### INSTRUCTIONS TO FOLLOW
Copy out the lines of the records below, and only those lines, from the one with "to every registry" through the one with "Closed -> Open.", exactly as they appear.

### DATA IN THIS EXERCISE
____________

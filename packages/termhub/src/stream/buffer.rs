//! Bounded backlog for sessions without a live, focused delivery path.

use std::collections::VecDeque;

/// One decoded output chunk, tagged with the sequence number it was
/// assigned at production time. Eviction never renumbers chunks; the
/// resulting gaps are how clients detect loss.
#[derive(Clone, Debug, PartialEq, Eq)]
pub struct BufferedChunk {
    pub seq: u64,
    pub data: String,
}

/// FIFO ring bounded by both chunk count and total bytes. When either
/// limit is hit the oldest chunks are dropped first.
pub struct OutputBuffer {
    chunks: VecDeque<BufferedChunk>,
    bytes: usize,
    max_chunks: usize,
    max_bytes: usize,
}

impl OutputBuffer {
    pub fn new(max_chunks: usize, max_bytes: usize) -> Self {
        Self {
            chunks: VecDeque::new(),
            bytes: 0,
            max_chunks,
            max_bytes,
        }
    }

    /// Append a chunk, evicting from the front as needed. Returns how
    /// many chunks were dropped to make room.
    pub fn push(&mut self, seq: u64, data: String) -> u64 {
        // A chunk larger than the byte budget can never be buffered.
        if data.len() > self.max_bytes {
            return 1;
        }

        self.bytes += data.len();
        self.chunks.push_back(BufferedChunk { seq, data });

        let mut dropped = 0;
        while self.chunks.len() > self.max_chunks || self.bytes > self.max_bytes {
            if let Some(old) = self.chunks.pop_front() {
                self.bytes -= old.data.len();
                dropped += 1;
            } else {
                break;
            }
        }
        dropped
    }

    /// Take the whole backlog, oldest first.
    pub fn drain(&mut self) -> Vec<BufferedChunk> {
        self.bytes = 0;
        self.chunks.drain(..).collect()
    }

    /// Peek at the oldest chunk without removing it.
    pub fn front(&self) -> Option<&BufferedChunk> {
        self.chunks.front()
    }

    /// Remove and return the oldest chunk.
    pub fn pop_front(&mut self) -> Option<BufferedChunk> {
        let chunk = self.chunks.pop_front()?;
        self.bytes -= chunk.data.len();
        Some(chunk)
    }

    pub fn len(&self) -> usize {
        self.chunks.len()
    }

    pub fn is_empty(&self) -> bool {
        self.chunks.is_empty()
    }

    pub fn byte_len(&self) -> usize {
        self.bytes
    }
}

#[cfg(test)]
mod tests {
    use super::*;

    #[test]
    fn push_and_drain_preserve_order() {
        let mut buf = OutputBuffer::new(10, 1024);
        buf.push(1, "a".to_string());
        buf.push(2, "b".to_string());
        buf.push(3, "c".to_string());

        let chunks = buf.drain();
        assert_eq!(
            chunks.iter().map(|c| c.seq).collect::<Vec<_>>(),
            vec![1, 2, 3]
        );
        assert!(buf.is_empty());
        assert_eq!(buf.byte_len(), 0);
    }

    #[test]
    fn chunk_cap_drops_oldest() {
        let mut buf = OutputBuffer::new(2, 1024);
        assert_eq!(buf.push(1, "a".to_string()), 0);
        assert_eq!(buf.push(2, "b".to_string()), 0);
        assert_eq!(buf.push(3, "c".to_string()), 1);

        let seqs: Vec<u64> = buf.drain().iter().map(|c| c.seq).collect();
        assert_eq!(seqs, vec![2, 3]);
    }

    #[test]
    fn byte_cap_drops_oldest() {
        let mut buf = OutputBuffer::new(100, 10);
        assert_eq!(buf.push(1, "aaaa".to_string()), 0);
        assert_eq!(buf.push(2, "bbbb".to_string()), 0);
        // 12 bytes total; must drop seq 1 to get back under 10.
        assert_eq!(buf.push(3, "cccc".to_string()), 1);

        assert_eq!(buf.byte_len(), 8);
        let seqs: Vec<u64> = buf.drain().iter().map(|c| c.seq).collect();
        assert_eq!(seqs, vec![2, 3]);
    }

    #[test]
    fn oversized_chunk_is_rejected_outright() {
        let mut buf = OutputBuffer::new(100, 10);
        buf.push(1, "ok".to_string());
        assert_eq!(buf.push(2, "x".repeat(11)), 1);

        // The existing backlog is untouched.
        let seqs: Vec<u64> = buf.drain().iter().map(|c| c.seq).collect();
        assert_eq!(seqs, vec![1]);
    }

    #[test]
    fn pop_front_tracks_bytes() {
        let mut buf = OutputBuffer::new(10, 1024);
        buf.push(1, "abcd".to_string());
        buf.push(2, "ef".to_string());
        assert_eq!(buf.front().unwrap().seq, 1);

        let first = buf.pop_front().unwrap();
        assert_eq!(first.seq, 1);
        assert_eq!(buf.byte_len(), 2);
        assert_eq!(buf.len(), 1);
    }

    #[test]
    fn seq_gaps_survive_eviction() {
        let mut buf = OutputBuffer::new(2, 1024);
        buf.push(10, "a".to_string());
        buf.push(11, "b".to_string());
        buf.push(12, "c".to_string());

        // seq 10 is gone; 11 and 12 keep their original numbers.
        let chunks = buf.drain();
        assert_eq!(chunks[0].seq, 11);
        assert_eq!(chunks[1].seq, 12);
    }
}
//! Circuit breaker around the optional persistence backend.
//!
//! The live session path never depends on the backend; the breaker's job
//! is to stop a degraded backend from adding latency to every registry
//! write. While `Open`, calls fail fast with `BackendUnavailable` and no
//! backend call is attempted.

use serde::{Deserialize, Serialize};
use std::future::Future;
use std::time::{Duration, Instant};
use tokio::sync::Mutex;
use tracing::{info, warn};

use crate::error::EngineError;
use crate::events::{EventBus, SessionEvent};

#[derive(Clone, Copy, Debug, PartialEq, Eq, Serialize, Deserialize)]
#[serde(rename_all = "lowercase")]
pub enum CircuitState {
    Closed,
    Open,
    HalfOpen,
}

#[derive(Clone, Debug)]
pub struct BreakerConfig {
    /// Consecutive failures before Closed -> Open.
    pub failure_threshold: u32,
    /// How long the circuit stays Open before admitting a probe.
    pub cooldown: Duration,
    /// Consecutive probe successes before HalfOpen -> Closed.
    pub probe_successes: u32,
}

impl Default for BreakerConfig {
    fn default() -> Self {
        Self {
            failure_threshold: 5,
            cooldown: Duration::from_secs(30),
            probe_successes: 3,
        }
    }
}

struct BreakerInner {
    state: CircuitState,
    consecutive_failures: u32,
    probe_successes: u32,
    opened_at: Option<Instant>,
    probe_in_flight: bool,
}

pub struct CircuitBreaker {
    inner: Mutex<BreakerInner>,
    config: BreakerConfig,
    events: EventBus,
}

impl CircuitBreaker {
    pub fn new(config: BreakerConfig, events: EventBus) -> Self {
        Self {
            inner: Mutex::new(BreakerInner {
                state: CircuitState::Closed,
                consecutive_failures: 0,
                probe_successes: 0,
                opened_at: None,
                probe_in_flight: false,
            }),
            config,
            events,
        }
    }

    pub async fn state(&self) -> CircuitState {
        self.inner.lock().await.state
    }

    /// Run `op` under the breaker. In `Open` state the operation is not
    /// invoked at all; in `HalfOpen` a single probe is admitted at a time.
    pub async fn call<T, F, Fut>(&self, op: F) -> Result<T, EngineError>
    where
        F: FnOnce() -> Fut,
        Fut: Future<Output = anyhow::Result<T>>,
    {
        let is_probe = {
            let mut guard = self.inner.lock().await;
            match guard.state {
                CircuitState::Closed => false,
                CircuitState::Open => {
                    let cooled = guard
                        .opened_at
                        .map(|t| t.elapsed() >= self.config.cooldown)
                        .unwrap_or(true);
                    if !cooled {
                        return Err(EngineError::BackendUnavailable);
                    }
                    self.transition(&mut guard, CircuitState::HalfOpen);
                    guard.probe_in_flight = true;
                    true
                }
                CircuitState::HalfOpen => {
                    if guard.probe_in_flight {
                        return Err(EngineError::BackendUnavailable);
                    }
                    guard.probe_in_flight = true;
                    true
                }
            }
        };

        let result = op().await;

        let mut guard = self.inner.lock().await;
        if is_probe {
            guard.probe_in_flight = false;
        }
        match result {
            Ok(value) => {
                if is_probe {
                    guard.probe_successes += 1;
                    if guard.probe_successes >= self.config.probe_successes {
                        guard.consecutive_failures = 0;
                        guard.probe_successes = 0;
                        guard.opened_at = None;
                        self.transition(&mut guard, CircuitState::Closed);
                    }
                } else {
                    guard.consecutive_failures = 0;
                }
                Ok(value)
            }
            Err(e) => {
                if is_probe {
                    // Any probe failure reopens immediately.
                    guard.probe_successes = 0;
                    guard.opened_at = Some(Instant::now());
                    self.transition(&mut guard, CircuitState::Open);
                } else {
                    guard.consecutive_failures += 1;
                    if guard.consecutive_failures >= self.config.failure_threshold
                        && guard.state == CircuitState::Closed
                    {
                        guard.opened_at = Some(Instant::now());
                        self.transition(&mut guard, CircuitState::Open);
                    }
                }
                warn!("backend call failed: {}", e);
                Err(EngineError::Internal(e.to_string()))
            }
        }
    }

    fn transition(&self, guard: &mut BreakerInner, to: CircuitState) {
        if guard.state == to {
            return;
        }
        let from = guard.state;
        guard.state = to;
        info!("circuit breaker: {:?} -> {:?}", from, to);
        let _ = self
            .events
            .send(SessionEvent::CircuitTransition { from, to });
    }
}

#[cfg(test)]
mod tests {
    use super::*;
    use crate::events::create_event_bus;
    use std::sync::Arc;
    use std::sync::atomic::{AtomicU64, Ordering};

    fn fast_breaker() -> CircuitBreaker {
        CircuitBreaker::new(
            BreakerConfig {
                failure_threshold: 5,
                cooldown: Duration::from_millis(20),
                probe_successes: 3,
            },
            create_event_bus(),
        )
    }

    async fn fail(b: &CircuitBreaker, calls: &Arc<AtomicU64>) -> Result<(), EngineError> {
        let calls = calls.clone();
        b.call(|| async move {
            calls.fetch_add(1, Ordering::SeqCst);
            anyhow::bail!("backend down")
        })
        .await
    }

    async fn succeed(b: &CircuitBreaker, calls: &Arc<AtomicU64>) -> Result<(), EngineError> {
        let calls = calls.clone();
        b.call(|| async move {
            calls.fetch_add(1, Ordering::SeqCst);
            Ok(())
        })
        .await
    }

    #[tokio::test]
    async fn opens_after_consecutive_failures() {
        let b = fast_breaker();
        let calls = Arc::new(AtomicU64::new(0));

        for _ in 0..5 {
            assert!(fail(&b, &calls).await.is_err());
        }
        assert_eq!(b.state().await, CircuitState::Open);
        assert_eq!(calls.load(Ordering::SeqCst), 5);
    }

    #[tokio::test]
    async fn open_fails_fast_without_calling_backend() {
        let b = fast_breaker();
        let calls = Arc::new(AtomicU64::new(0));

        for _ in 0..5 {
            let _ = fail(&b, &calls).await;
        }
        assert_eq!(b.state().await, CircuitState::Open);

        // Within the cooldown window the backend must not be touched.
        let before = calls.load(Ordering::SeqCst);
        let err = succeed(&b, &calls).await;
        assert!(matches!(err, Err(EngineError::BackendUnavailable)));
        assert_eq!(calls.load(Ordering::SeqCst), before);
    }

    #[tokio::test]
    async fn recovers_after_cooldown_and_probes() {
        let b = fast_breaker();
        let calls = Arc::new(AtomicU64::new(0));

        for _ in 0..5 {
            let _ = fail(&b, &calls).await;
        }
        assert_eq!(b.state().await, CircuitState::Open);

        tokio::time::sleep(Duration::from_millis(30)).await;

        // Three consecutive probe successes close the circuit again.
        for _ in 0..3 {
            succeed(&b, &calls).await.unwrap();
        }
        assert_eq!(b.state().await, CircuitState::Closed);
    }

    #[tokio::test]
    async fn probe_failure_reopens() {
        let b = fast_breaker();
        let calls = Arc::new(AtomicU64::new(0));

        for _ in 0..5 {
            let _ = fail(&b, &calls).await;
        }
        tokio::time::sleep(Duration::from_millis(30)).await;

        succeed(&b, &calls).await.unwrap();
        assert_eq!(b.state().await, CircuitState::HalfOpen);

        assert!(fail(&b, &calls).await.is_err());
        assert_eq!(b.state().await, CircuitState::Open);

        // Re-opened: fail fast again until the next cooldown.
        assert!(matches!(
            succeed(&b, &calls).await,
            Err(EngineError::BackendUnavailable)
        ));
    }

    #[tokio::test]
    async fn success_resets_failure_streak() {
        let b = fast_breaker();
        let calls = Arc::new(AtomicU64::new(0));

        for _ in 0..4 {
            let _ = fail(&b, &calls).await;
        }
        succeed(&b, &calls).await.unwrap();
        // Streak reset: four more failures are not enough to open.
        for _ in 0..4 {
            let _ = fail(&b, &calls).await;
        }
        assert_eq!(b.state().await, CircuitState::Closed);
    }

    #[tokio::test]
    async fn transitions_are_published() {
        let bus = create_event_bus();
        let mut rx = bus.subscribe();
        let b = CircuitBreaker::new(
            BreakerConfig {
                failure_threshold: 1,
                cooldown: Duration::from_millis(10),
                probe_successes: 1,
            },
            bus,
        );
        let calls = Arc::new(AtomicU64::new(0));

        let _ = fail(&b, &calls).await;
        match rx.recv().await.unwrap() {
            SessionEvent::CircuitTransition { from, to } => {
                assert_eq!(from, CircuitState::Closed);
                assert_eq!(to, CircuitState::Open);
            }
            other => panic!("unexpected event: {:?}", other),
        }
    }
}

____________

### RESPONSE TO THE TASK
//! is to stop a degraded backend from adding latency to every registry
//! write. While `Open`, calls fail fast with `BackendUnavailable` and no
//! backend call is attempted.

use serde::{Deserialize, Serialize};
use std::future::Future;
use std::time::{Duration, Instant};
use tokio::sync::Mutex;
use tracing::{info, warn};

use crate::error::EngineError;
use crate::events::{EventBus, SessionEvent};

#[derive(Clone, Copy, Debug, PartialEq, Eq, Serialize, Deserialize)]
#[serde(rename_all = "lowercase")]
pub enum CircuitState {
    Closed,
    Open,
    HalfOpen,
}

#[derive(Clone, Debug)]
pub struct BreakerConfig {
    /// Consecutive failures before Closed -> Open.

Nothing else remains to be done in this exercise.